An Ironman is a big accomplishment and shouldn’t be taken lightly. To complete your first Ironman, you need a lot of time, a huge amount of motivation, and a good support group. Doing an Ironman is hard enough in itself, doing it without the support of your friends, family and peers is even harder. An Ironman shouldn’t be something that you check off your bucket list. Instead, it should be a lifestyle that you keep for many years.
Never underestimate the length of an Ironman!
An Ironman is 3.8 km of swimming, 180km of cycling, and 42.2 km of running. Each event in itself is really long, so together, it’s huge! You therefore need to train accordingly. You need to make sure that you would be able to cross the finish line with a smile and without any injuries. That means that you need to be patient and start with sprint distance events, then Olympic distance and half Ironman events. Jumping right away to the Ironman distance is really risky and chances are you’ll either get injured getting ready for the race or you won’t enjoy the race because you weren’t prepared enough.
On the day of the race, you should not underestimate the distance of the Ironman. You need to have a good racing strategy and make sure that you have enough energy at the end of the bike to be able to run a marathon. It’s better to be a bit more conservative on the bike and run faster than to bike too fast and have to walk most of the marathon.
You don’t need (and shouldn’t) do an Ironman in training
One of the biggest mistakes that people make is that they want to complete the Ironman distance in training to make sure that they are able to do it. The day of the race is the day you should race, not 2-3 weeks before the event.

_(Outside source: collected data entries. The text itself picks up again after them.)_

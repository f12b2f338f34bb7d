// tests/progression.rs
#![cfg(all(
    feature = "algorithm-fixed_trials",
    feature = "algorithm-lives",
    feature = "algorithm-standard_progression"
))]

use std::cell::RefCell;
use std::collections::BTreeMap;
use std::rc::Rc;

use adaptive_psych::algorithms::{fixed_trials, lives, standard_progression};
use adaptive_psych::{
    Algorithm, AlgorithmConfig, ControlSource, Error, ParamValue, Session, Slot, StepTemplate,
};
use approx::assert_relative_eq;

fn bound(max_step: u32) -> (Slot, ControlSource) {
    let slot = Rc::new(RefCell::new(ParamValue::Float(0.0)));
    let controls = ControlSource::builder()
        .bind_slot(
            "level",
            0,
            StepTemplate::Linear { base: 0.0, minimum: 0.0, maximum: max_step as f64, step_size: 1.0 },
            Rc::clone(&slot),
        )
        .unwrap()
        .build();
    (slot, controls)
}

fn play(s: &mut Session, answers: &[bool]) {
    for &a in answers {
        s.submit_trial_result(a).unwrap();
    }
}

fn output(s: &mut Session) -> f64 {
    let mut out: BTreeMap<String, f64> = BTreeMap::new();
    s.populate_outputs(&mut out).unwrap();
    out["level"]
}

/* ──────────────────────────────────────────────────────────────────────────
Fixed trials
────────────────────────────────────────────────────────────────────────── */

#[test]
fn fixed_trials_averages_the_second_half() {
    let (slot, controls) = bound(10);
    let cfg = fixed_trials::Config { trials: 6, starting_step: 2, ..Default::default() };
    let mut s = Session::new(AlgorithmConfig::FixedTrials(cfg), controls);
    s.initialize(0.5).unwrap();
    assert_eq!(*slot.borrow(), ParamValue::Float(2.0));

    play(&mut s, &[true, true, false, true, false]);
    assert!(!s.is_done());
    play(&mut s, &[false]);
    assert!(s.is_done());
    assert_eq!(s.submit_trial_result(true), Err(Error::RunComplete));

    match s.algorithm() {
        Some(Algorithm::FixedTrials(ft)) => assert_eq!(ft.presented(), &[2, 3, 4, 3, 4, 3]),
        other => panic!("unexpected algorithm {:?}", other),
    }
    assert_relative_eq!(output(&mut s), 10.0 / 3.0);
}

#[test]
fn fixed_trials_holds_at_the_floor() {
    let (slot, controls) = bound(10);
    let cfg = fixed_trials::Config { trials: 4, ..Default::default() };
    let mut s = Session::new(AlgorithmConfig::FixedTrials(cfg), controls);
    s.initialize(0.5).unwrap();

    play(&mut s, &[false, false, false]);
    assert_eq!(*slot.borrow(), ParamValue::Float(0.0));
    assert_eq!(s.trial_metadata().get_int("step"), Some(0));
}

/* ──────────────────────────────────────────────────────────────────────────
Lives
────────────────────────────────────────────────────────────────────────── */

#[test]
fn lives_stop_at_the_ceiling() {
    let (slot, controls) = bound(3);
    let cfg = lives::Config { lives: 2, starting_step: 0 };
    let mut s = Session::new(AlgorithmConfig::Lives(cfg), controls);
    s.initialize(0.0).unwrap();

    play(&mut s, &[true, false, true, true]);
    assert!(!s.is_done());
    assert_eq!(*slot.borrow(), ParamValue::Float(3.0));
    assert_eq!(s.trial_metadata().get_int("lives"), Some(1));

    play(&mut s, &[true]);
    assert!(s.is_done());
    match s.algorithm() {
        Some(Algorithm::Lives(l)) => {
            assert!(l.reached_ceiling());
            assert_eq!(l.best(), Some(3));
        }
        other => panic!("unexpected algorithm {:?}", other),
    }
    assert_relative_eq!(output(&mut s), 3.0);
}

#[test]
fn lives_exhausted_without_a_correct_answer() {
    let (_slot, controls) = bound(3);
    let cfg = lives::Config { lives: 2, starting_step: 0 };
    let mut s = Session::new(AlgorithmConfig::Lives(cfg), controls);
    s.initialize(0.0).unwrap();

    play(&mut s, &[false, false]);
    assert!(s.is_done());
    assert_relative_eq!(output(&mut s), 0.0);
}

/* ──────────────────────────────────────────────────────────────────────────
Standard progression
────────────────────────────────────────────────────────────────────────── */

#[test]
fn progression_reports_last_level_passed() {
    let (slot, controls) = bound(10);
    let cfg = standard_progression::Config::default();
    let mut s = Session::new(AlgorithmConfig::StandardProgression(cfg), controls);
    s.initialize(0.5).unwrap();

    play(&mut s, &[true, true]);
    assert_eq!(*slot.borrow(), ParamValue::Float(1.0));

    // A wrong answer breaks the streak but does not fail the level.
    play(&mut s, &[true, false, true, true]);
    assert_eq!(*slot.borrow(), ParamValue::Float(2.0));
    assert!(!s.is_done());

    play(&mut s, &[false, false]);
    assert!(s.is_done());
    assert_eq!(s.trial_metadata().get_int("trial"), Some(8));
    match s.algorithm() {
        Some(Algorithm::StandardProgression(p)) => {
            assert!(p.failed());
            assert_eq!(p.passed(), Some(1));
        }
        other => panic!("unexpected algorithm {:?}", other),
    }
    assert_relative_eq!(output(&mut s), 1.0);
}

#[test]
fn progression_failing_the_start_falls_back_below_it() {
    let (_slot, controls) = bound(10);
    let cfg = standard_progression::Config { starting_step: 3, ..Default::default() };
    let mut s = Session::new(AlgorithmConfig::StandardProgression(cfg), controls);
    s.initialize(0.5).unwrap();

    play(&mut s, &[false, false]);
    assert!(s.is_done());
    assert_relative_eq!(output(&mut s), 2.0);
}

#[test]
fn progression_trial_cap() {
    let (_slot, controls) = bound(10);
    let cfg = standard_progression::Config { max_trials: 5, ..Default::default() };
    let mut s = Session::new(AlgorithmConfig::StandardProgression(cfg), controls);
    s.initialize(0.5).unwrap();

    play(&mut s, &[true, false, true, false, true]);
    assert!(s.is_done());
    assert_eq!(s.submit_trial_result(true), Err(Error::RunComplete));
}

The reason that a lot of people want to complete the whole distance in training is usually due to a lack of confidence in themselves or in the process. You need to believe that you can do it and you also need to trust your training plan, which is supposed to get you fitter and fitter until the day of the race.
It is still interesting to do a big training day a few weeks before the race that covers about 2/3 of the total length of the race or of the time you expect to do. So, if you expect to complete the Ironman in 12 hours, you could do a big 8-hour day to train your body to be active for a long period of time. However, doing a 12-hour day for training is way too much and it will take too much time to recover and will therefore affect the rest of your training.
Don’t spend all your money on expensive equipment
It can be tempting to buy the newest bike or wheels or all the techno tools. However, I think you should prioritize your training and recovery before spending too much money on expensive equipment. You’ll get a much better return on your investment if you invest directly in yourself by paying for a great coach, a good bike fit, and getting regular massages and physiotherapy treatments. There’s no point in having the best bike if your position on your bike is inadequate or if you are injured. So, before thinking about marginal gains, it’s much better to think about what really matters: training, sleep, and nutrition.
Keep it simple!
If you start in triathlon, you might be confused by all the scientific terms like (FTP, Cda, lactate, etc), all the different equipment, training techniques, and nutrition products available. It can be very complex. You can be easily discouraged even before starting training. A lot of people get so confused that they don’t know how to start training.
So, I suggest that you keep it as simple as possible to begin. Just go to a pool, jump on your bike, and put on your running shoes. With time you’ll learn a lot about different types of training and equipment. There are many resources available on the internet to learn about training. Experienced triathletes will also share their experiences and answer all of your questions. Don’t be afraid to ask. Also, if you can get a coach, especially as you start training, he/she can guide you and answer all your questions.